ASSIGNMENT: Among the lines below, keep only those from the one containing "pub enum ContentKind" through the one containing "an autosave deadline.", and reproduce them exactly.

────────

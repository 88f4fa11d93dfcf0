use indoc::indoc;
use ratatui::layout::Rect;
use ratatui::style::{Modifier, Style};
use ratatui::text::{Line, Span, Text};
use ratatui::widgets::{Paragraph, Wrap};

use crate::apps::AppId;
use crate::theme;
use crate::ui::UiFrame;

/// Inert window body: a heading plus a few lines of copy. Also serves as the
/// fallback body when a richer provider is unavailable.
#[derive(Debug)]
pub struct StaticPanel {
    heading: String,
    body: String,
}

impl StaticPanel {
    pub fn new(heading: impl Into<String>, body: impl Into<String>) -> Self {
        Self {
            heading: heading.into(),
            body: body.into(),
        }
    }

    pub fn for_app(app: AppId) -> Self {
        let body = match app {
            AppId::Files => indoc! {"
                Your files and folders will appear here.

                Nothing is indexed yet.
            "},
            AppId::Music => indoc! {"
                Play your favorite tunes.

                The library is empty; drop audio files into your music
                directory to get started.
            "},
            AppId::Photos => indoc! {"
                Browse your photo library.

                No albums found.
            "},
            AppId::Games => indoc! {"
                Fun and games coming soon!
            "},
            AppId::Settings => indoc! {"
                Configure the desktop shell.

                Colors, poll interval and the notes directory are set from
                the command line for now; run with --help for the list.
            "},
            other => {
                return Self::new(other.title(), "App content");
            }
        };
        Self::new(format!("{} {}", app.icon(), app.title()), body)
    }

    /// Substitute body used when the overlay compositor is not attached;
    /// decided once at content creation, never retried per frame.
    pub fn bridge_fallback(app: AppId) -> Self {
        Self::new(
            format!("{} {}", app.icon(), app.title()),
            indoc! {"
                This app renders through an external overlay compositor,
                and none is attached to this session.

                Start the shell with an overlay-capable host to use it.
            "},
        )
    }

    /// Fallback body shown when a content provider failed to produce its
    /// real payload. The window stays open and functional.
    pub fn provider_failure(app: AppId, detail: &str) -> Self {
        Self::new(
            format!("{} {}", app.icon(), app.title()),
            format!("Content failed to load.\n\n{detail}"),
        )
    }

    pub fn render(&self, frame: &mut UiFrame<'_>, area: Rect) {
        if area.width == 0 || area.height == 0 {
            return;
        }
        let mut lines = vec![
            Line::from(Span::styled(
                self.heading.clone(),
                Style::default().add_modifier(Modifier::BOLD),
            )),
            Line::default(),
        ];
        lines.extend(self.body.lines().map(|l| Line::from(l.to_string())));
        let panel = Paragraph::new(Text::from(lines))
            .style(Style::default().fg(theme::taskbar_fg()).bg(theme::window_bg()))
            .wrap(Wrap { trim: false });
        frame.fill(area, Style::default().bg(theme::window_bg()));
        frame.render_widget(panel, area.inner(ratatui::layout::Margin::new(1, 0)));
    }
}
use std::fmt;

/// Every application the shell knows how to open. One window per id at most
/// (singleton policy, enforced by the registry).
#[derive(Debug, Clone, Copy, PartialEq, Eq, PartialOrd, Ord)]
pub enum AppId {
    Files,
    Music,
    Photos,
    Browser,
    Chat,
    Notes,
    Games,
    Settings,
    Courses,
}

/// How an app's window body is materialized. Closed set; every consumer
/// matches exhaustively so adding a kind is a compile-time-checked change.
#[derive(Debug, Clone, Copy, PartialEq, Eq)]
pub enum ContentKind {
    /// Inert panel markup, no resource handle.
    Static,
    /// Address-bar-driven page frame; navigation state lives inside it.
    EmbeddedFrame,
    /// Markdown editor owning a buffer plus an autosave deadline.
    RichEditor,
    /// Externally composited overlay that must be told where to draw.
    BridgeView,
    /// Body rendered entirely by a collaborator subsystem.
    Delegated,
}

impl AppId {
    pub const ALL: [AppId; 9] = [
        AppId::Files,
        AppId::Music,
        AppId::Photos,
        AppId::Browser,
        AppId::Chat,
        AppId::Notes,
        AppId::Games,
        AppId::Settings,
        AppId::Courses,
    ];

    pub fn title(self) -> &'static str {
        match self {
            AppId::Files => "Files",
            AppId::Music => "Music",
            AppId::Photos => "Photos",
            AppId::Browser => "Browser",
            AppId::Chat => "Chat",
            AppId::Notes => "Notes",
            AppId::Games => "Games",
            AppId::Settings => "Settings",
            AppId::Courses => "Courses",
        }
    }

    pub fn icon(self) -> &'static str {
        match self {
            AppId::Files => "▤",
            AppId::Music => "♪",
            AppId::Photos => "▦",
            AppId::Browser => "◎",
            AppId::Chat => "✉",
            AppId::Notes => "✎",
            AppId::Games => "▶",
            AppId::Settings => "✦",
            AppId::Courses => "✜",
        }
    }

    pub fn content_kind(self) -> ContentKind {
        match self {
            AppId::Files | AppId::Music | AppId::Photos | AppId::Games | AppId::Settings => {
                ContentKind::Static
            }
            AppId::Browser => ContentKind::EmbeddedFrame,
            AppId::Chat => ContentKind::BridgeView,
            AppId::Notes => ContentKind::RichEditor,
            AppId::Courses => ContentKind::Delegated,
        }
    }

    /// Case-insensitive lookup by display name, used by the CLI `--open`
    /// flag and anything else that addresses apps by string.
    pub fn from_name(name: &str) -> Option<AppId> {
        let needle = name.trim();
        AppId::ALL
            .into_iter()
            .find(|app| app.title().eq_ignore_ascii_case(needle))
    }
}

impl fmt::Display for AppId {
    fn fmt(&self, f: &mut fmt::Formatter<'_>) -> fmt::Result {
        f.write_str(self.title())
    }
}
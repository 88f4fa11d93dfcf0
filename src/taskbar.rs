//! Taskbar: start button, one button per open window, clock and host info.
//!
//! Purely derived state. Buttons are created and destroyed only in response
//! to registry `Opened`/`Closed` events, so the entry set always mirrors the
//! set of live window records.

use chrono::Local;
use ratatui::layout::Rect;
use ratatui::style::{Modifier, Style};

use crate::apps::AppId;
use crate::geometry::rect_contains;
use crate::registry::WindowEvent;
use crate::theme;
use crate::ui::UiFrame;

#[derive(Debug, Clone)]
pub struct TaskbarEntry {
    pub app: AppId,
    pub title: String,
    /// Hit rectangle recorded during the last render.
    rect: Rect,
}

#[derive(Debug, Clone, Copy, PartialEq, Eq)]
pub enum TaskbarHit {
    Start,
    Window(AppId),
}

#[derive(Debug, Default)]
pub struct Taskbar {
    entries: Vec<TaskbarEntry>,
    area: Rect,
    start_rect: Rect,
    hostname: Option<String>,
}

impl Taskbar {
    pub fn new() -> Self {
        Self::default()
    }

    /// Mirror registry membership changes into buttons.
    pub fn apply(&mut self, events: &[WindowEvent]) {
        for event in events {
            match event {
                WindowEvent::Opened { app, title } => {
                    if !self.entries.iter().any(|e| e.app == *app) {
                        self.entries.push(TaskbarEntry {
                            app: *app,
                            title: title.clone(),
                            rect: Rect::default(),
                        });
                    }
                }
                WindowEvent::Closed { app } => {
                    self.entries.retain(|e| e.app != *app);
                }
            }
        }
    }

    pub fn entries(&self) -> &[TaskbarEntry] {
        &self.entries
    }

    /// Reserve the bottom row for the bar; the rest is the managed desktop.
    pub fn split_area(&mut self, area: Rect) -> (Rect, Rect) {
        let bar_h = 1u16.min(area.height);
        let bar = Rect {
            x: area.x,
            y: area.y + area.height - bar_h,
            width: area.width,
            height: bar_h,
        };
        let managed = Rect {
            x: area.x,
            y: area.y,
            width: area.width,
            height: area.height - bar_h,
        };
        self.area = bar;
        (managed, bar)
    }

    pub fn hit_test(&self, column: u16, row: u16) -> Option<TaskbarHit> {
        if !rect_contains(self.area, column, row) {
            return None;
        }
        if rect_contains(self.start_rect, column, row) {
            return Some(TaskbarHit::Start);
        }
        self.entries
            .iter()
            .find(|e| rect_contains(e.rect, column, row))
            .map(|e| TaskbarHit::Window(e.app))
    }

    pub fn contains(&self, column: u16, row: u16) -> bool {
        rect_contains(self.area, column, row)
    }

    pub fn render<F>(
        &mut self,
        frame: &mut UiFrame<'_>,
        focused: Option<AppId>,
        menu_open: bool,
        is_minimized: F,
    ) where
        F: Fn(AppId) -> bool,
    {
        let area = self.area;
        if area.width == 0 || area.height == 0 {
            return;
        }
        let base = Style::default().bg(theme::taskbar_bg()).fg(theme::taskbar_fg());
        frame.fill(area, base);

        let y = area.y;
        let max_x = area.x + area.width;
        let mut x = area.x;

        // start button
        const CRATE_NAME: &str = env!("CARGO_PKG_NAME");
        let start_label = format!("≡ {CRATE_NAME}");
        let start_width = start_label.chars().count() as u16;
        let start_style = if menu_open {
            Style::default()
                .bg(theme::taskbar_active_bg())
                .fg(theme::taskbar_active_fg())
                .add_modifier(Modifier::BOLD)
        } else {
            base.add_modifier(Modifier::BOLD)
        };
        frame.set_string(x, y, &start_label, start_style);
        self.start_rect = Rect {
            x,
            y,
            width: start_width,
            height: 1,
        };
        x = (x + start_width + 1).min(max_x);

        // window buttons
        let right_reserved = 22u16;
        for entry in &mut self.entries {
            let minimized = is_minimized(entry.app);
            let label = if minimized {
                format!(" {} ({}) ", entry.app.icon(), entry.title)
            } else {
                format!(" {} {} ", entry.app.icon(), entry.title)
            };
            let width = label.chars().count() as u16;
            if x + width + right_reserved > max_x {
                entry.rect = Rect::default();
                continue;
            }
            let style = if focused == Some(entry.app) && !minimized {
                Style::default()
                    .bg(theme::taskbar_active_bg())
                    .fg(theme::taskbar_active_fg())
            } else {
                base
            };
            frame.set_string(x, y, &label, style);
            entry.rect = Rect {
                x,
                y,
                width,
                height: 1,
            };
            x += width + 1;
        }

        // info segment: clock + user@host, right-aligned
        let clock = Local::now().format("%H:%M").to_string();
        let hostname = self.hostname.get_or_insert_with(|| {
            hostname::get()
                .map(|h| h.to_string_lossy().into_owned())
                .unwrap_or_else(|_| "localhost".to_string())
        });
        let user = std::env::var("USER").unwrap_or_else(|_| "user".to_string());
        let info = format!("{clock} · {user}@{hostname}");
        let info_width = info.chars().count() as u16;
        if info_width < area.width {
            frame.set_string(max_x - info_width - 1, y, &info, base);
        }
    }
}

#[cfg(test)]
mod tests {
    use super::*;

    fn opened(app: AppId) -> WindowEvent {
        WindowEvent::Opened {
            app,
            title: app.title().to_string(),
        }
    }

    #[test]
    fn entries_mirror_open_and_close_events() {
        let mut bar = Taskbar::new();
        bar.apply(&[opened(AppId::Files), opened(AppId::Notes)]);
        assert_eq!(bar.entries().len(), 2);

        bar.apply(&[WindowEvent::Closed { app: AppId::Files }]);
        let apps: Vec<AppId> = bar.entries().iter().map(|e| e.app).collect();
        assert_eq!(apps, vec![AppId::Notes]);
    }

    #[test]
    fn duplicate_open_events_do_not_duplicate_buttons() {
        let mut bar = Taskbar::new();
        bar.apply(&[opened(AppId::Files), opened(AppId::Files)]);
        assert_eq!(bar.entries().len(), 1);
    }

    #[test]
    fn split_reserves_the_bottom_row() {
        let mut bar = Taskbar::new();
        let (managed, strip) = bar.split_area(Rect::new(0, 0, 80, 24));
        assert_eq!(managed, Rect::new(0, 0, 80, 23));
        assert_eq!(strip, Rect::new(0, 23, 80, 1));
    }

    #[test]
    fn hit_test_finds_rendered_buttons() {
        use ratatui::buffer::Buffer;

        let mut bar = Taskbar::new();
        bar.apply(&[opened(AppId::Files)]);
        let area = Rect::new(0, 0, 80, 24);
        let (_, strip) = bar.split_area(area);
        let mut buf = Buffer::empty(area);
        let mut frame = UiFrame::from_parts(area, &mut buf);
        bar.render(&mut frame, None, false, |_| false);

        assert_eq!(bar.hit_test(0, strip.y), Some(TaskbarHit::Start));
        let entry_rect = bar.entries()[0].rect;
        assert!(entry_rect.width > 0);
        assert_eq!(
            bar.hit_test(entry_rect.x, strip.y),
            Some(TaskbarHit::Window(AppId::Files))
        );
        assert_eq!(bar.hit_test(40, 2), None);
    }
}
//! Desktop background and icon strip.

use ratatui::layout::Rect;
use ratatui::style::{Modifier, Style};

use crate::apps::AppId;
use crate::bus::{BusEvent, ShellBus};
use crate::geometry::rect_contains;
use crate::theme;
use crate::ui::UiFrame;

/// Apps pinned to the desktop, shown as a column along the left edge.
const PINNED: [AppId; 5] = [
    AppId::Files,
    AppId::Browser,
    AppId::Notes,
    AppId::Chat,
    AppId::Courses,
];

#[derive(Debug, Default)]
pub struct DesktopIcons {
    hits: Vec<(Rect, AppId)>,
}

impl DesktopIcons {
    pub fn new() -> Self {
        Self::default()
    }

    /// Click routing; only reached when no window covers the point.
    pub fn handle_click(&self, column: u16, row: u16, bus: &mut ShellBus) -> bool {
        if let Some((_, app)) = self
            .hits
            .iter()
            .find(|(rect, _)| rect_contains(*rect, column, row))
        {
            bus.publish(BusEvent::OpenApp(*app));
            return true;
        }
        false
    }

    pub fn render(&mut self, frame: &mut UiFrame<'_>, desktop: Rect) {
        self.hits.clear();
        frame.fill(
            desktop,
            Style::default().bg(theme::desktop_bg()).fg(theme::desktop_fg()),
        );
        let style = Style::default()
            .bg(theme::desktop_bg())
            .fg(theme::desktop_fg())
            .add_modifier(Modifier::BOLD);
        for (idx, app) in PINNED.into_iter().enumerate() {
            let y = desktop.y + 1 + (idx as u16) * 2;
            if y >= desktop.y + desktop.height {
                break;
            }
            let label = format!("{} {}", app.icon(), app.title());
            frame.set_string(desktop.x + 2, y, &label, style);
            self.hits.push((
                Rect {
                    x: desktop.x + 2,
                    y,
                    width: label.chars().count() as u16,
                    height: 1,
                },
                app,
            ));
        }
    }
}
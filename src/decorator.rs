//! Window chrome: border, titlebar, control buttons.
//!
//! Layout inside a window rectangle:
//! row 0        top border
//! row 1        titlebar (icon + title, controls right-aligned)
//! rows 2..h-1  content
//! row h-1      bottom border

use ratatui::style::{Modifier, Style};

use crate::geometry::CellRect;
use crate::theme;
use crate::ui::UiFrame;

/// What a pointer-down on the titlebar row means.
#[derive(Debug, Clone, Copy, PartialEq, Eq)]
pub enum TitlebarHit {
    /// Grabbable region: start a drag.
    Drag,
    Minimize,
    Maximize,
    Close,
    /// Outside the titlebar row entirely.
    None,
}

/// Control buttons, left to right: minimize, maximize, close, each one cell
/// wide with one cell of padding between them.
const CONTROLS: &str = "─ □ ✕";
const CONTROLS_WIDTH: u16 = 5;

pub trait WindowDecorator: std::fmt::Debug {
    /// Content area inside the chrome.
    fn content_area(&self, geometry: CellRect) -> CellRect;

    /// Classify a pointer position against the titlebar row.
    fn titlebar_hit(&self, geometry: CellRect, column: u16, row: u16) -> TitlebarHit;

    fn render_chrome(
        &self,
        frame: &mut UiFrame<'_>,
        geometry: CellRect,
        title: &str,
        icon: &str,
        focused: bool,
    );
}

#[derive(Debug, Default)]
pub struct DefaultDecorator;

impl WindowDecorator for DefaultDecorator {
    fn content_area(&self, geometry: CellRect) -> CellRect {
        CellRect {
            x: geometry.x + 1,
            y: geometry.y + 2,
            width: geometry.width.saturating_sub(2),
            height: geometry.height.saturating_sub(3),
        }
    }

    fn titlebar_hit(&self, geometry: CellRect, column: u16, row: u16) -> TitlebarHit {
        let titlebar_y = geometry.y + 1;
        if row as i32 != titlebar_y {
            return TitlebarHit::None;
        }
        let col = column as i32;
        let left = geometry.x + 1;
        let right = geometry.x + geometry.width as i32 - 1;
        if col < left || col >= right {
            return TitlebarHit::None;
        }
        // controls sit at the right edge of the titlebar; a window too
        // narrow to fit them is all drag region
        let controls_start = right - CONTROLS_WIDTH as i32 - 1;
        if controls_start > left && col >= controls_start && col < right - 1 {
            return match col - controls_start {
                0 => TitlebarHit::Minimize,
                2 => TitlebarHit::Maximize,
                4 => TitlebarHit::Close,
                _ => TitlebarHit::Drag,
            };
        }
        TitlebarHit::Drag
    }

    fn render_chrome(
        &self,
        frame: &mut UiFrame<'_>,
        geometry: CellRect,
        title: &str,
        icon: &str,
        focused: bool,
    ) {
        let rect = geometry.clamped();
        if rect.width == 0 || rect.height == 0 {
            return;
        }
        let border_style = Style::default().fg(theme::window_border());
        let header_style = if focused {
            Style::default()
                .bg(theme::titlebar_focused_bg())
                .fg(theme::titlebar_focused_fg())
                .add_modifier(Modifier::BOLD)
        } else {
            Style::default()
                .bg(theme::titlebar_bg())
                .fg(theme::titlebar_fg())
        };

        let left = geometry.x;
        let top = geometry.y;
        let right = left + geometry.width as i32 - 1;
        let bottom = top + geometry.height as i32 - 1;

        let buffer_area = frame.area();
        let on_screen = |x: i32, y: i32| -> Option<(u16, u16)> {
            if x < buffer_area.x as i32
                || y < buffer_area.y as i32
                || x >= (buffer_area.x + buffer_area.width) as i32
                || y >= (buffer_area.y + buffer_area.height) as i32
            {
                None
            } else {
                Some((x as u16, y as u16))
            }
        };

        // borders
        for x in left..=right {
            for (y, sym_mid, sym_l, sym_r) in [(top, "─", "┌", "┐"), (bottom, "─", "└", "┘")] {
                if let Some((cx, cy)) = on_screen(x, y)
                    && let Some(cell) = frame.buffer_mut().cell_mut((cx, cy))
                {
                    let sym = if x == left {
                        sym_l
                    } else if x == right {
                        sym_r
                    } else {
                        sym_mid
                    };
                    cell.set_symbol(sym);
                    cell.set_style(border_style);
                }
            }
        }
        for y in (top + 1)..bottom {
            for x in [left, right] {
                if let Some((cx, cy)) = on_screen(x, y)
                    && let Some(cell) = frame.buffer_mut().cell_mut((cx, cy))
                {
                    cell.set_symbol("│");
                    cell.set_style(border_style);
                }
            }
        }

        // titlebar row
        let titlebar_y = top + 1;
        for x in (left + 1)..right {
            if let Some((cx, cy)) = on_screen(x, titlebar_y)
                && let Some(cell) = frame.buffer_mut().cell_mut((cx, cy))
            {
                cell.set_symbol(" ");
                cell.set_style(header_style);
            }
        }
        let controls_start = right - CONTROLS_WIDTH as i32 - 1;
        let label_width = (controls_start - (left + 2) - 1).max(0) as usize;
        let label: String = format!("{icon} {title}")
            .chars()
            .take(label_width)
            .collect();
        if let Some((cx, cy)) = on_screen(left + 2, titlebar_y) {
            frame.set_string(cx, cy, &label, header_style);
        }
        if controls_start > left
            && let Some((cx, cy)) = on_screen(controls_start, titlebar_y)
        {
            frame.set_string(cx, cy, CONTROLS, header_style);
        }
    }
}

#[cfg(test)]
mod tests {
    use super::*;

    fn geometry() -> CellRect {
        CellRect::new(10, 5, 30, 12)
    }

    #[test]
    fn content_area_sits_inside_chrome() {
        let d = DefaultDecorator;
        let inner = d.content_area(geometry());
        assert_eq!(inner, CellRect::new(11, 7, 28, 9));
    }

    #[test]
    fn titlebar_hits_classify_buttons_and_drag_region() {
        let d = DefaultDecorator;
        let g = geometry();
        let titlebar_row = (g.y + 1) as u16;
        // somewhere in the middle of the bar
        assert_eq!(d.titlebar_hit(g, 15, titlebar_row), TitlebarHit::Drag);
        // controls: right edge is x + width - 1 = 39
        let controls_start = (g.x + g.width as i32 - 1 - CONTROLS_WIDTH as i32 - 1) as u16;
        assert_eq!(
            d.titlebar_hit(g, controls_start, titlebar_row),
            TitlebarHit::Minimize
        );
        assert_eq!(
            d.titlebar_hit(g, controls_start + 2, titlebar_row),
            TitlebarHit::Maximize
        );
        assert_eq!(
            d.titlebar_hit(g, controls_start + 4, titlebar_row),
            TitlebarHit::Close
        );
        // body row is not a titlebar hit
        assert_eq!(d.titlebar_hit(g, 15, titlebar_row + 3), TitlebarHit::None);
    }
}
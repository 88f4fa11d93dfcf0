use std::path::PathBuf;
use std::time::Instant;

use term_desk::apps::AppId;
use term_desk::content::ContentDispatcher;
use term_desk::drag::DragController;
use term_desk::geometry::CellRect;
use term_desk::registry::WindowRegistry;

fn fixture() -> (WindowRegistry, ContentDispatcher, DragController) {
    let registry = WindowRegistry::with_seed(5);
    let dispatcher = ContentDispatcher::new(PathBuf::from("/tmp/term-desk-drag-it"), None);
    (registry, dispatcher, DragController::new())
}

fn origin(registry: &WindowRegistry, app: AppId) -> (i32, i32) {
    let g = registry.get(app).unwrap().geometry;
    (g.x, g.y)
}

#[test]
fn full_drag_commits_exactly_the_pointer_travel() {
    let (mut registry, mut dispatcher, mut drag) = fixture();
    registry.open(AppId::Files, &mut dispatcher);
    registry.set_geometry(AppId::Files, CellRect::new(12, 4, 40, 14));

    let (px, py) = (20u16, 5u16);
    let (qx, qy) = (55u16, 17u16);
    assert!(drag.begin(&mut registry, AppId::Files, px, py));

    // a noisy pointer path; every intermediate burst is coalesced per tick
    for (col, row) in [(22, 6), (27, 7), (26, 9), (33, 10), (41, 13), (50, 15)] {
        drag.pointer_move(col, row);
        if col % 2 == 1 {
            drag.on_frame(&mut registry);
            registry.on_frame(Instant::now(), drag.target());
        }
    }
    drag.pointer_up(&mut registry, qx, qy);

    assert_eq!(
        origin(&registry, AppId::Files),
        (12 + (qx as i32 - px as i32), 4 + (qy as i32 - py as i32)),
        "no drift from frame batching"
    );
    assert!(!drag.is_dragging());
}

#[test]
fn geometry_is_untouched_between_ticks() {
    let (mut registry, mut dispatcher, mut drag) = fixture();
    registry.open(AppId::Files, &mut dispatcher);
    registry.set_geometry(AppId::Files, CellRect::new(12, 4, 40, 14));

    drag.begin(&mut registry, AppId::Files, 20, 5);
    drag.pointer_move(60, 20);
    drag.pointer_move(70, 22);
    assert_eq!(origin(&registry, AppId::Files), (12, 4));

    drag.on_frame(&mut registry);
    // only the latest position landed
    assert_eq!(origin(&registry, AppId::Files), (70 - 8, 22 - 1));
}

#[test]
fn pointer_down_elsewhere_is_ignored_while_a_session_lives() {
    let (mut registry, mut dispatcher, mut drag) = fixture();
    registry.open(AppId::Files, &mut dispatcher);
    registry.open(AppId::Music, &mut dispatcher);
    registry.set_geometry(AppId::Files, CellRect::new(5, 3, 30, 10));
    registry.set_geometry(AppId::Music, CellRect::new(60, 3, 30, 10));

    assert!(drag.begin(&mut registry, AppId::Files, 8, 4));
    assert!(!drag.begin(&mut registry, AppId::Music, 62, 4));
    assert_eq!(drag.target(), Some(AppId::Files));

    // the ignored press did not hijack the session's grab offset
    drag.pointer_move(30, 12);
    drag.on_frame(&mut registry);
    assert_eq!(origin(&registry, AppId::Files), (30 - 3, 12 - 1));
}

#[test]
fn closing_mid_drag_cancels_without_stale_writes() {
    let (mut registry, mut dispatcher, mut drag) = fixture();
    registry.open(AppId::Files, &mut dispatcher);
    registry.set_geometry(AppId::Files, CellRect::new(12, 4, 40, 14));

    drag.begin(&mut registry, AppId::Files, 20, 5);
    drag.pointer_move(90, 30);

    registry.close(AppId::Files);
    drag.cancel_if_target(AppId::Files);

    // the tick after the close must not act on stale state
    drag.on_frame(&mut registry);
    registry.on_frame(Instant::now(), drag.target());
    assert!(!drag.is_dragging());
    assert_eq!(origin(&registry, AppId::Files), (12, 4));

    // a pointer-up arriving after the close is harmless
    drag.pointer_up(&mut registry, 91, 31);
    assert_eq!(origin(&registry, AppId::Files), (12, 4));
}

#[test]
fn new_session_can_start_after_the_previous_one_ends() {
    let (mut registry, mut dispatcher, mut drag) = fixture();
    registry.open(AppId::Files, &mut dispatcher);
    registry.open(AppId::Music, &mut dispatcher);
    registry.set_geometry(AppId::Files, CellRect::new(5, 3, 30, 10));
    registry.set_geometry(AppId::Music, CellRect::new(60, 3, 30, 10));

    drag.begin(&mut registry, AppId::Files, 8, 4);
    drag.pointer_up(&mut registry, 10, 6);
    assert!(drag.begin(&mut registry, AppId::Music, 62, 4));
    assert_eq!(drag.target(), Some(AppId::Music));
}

────────

RESPONSE AREA:
pub enum ContentKind {
    /// Inert panel markup, no resource handle.
    Static,
    /// Address-bar-driven page frame; navigation state lives inside it.
    EmbeddedFrame,
    /// Markdown editor owning a buffer plus an autosave deadline.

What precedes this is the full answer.